Saved entries
━━━━

//! Embedded tables used when the remote sheets cannot be read.

use std::collections::BTreeMap;

use crate::domain::{
    CarrierId, FscWindow, InteriorDeliveryRecord, RateTable, TableSnapshot, Zone, ZoneRecord,
};

const MOCK_WEIGHTS: [f64; 42] = [
    0.5, 1.0, 1.5, 2.0, 2.5, 3.0, 3.5, 4.0, 4.5, 5.0, 6.0, 7.0, 8.0, 9.0, 10.0, 12.0, 14.0, 16.0,
    18.0, 20.0, 25.0, 30.0, 35.0, 40.0, 45.0, 50.0, 60.0, 70.0, 80.0, 90.0, 100.0, 150.0, 200.0,
    250.0, 300.0, 400.0, 500.0, 600.0, 700.0, 800.0, 900.0, 1000.0,
];

const MOCK_ZONES: u32 = 5;

fn carrier_multiplier(carrier: CarrierId) -> f64 {
    match carrier {
        CarrierId::Dhl => 1.1,
        CarrierId::Fedex => 1.05,
        CarrierId::Ups => 1.0,
    }
}

pub fn zone_chart() -> Vec<ZoneRecord> {
    [
        ("USA", "DHL", "1"),
        ("USA", "FEDEX", "2"),
        ("USA", "UPS", "1"),
        ("UK", "DHL", "2"),
        ("UK", "FEDEX", "1"),
        ("UK", "UPS", "2"),
    ]
    .into_iter()
    .map(|(country, carrier, zone)| ZoneRecord {
        country: country.to_string(),
        carrier: carrier.to_string(),
        zone: zone.to_string(),
    })
    .collect()
}

pub fn rate_table(carrier: CarrierId) -> RateTable {
    let mut table = RateTable::new();
    for zone_number in 1..=MOCK_ZONES {
        let Ok(zone) = Zone::parse(&zone_number.to_string()) else {
            continue;
        };
        let zone_multiplier = f64::from(zone_number) * 0.2;
        for weight in MOCK_WEIGHTS {
            let rate = (weight * 100.0 * (1.0 + zone_multiplier) * carrier_multiplier(carrier))
                .round();
            table.insert(zone.clone(), weight, rate);
        }
    }
    table
}

pub fn rate_tables() -> BTreeMap<CarrierId, RateTable> {
    CarrierId::ALL
        .into_iter()
        .map(|carrier| (carrier, rate_table(carrier)))
        .collect()
}

pub fn fsc_schedule() -> Vec<FscWindow> {
    [("DHL", "15.5"), ("FEDEX", "14.2"), ("UPS", "16.0")]
        .into_iter()
        .map(|(carrier, percent)| FscWindow {
            carrier: carrier.to_string(),
            start_date: "2024-01-01".to_string(),
            end_date: "2024-12-31".to_string(),
            fsc_percent: percent.to_string(),
        })
        .collect()
}

pub fn interior_delivery() -> Vec<InteriorDeliveryRecord> {
    [
        ("USA", "1000"),
        ("UK", "1200"),
        ("Germany", "1100"),
        ("France", "1150"),
        ("India", "800"),
    ]
    .into_iter()
    .map(|(country, amount)| InteriorDeliveryRecord {
        country: country.to_string(),
        amount: amount.to_string(),
    })
    .collect()
}

/// All four mock tables together.
pub fn snapshot() -> TableSnapshot {
    TableSnapshot {
        zone_chart: zone_chart(),
        rate_tables: rate_tables(),
        fsc_schedule: fsc_schedule(),
        interior_delivery: interior_delivery(),
    }
}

━━━━

● PROMPT
If a line in the data contains the string "const", copy it.

● PROBLEM SOLUTION
const MOCK_WEIGHTS: [f64; 42] = [
const MOCK_ZONES: u32 = 5;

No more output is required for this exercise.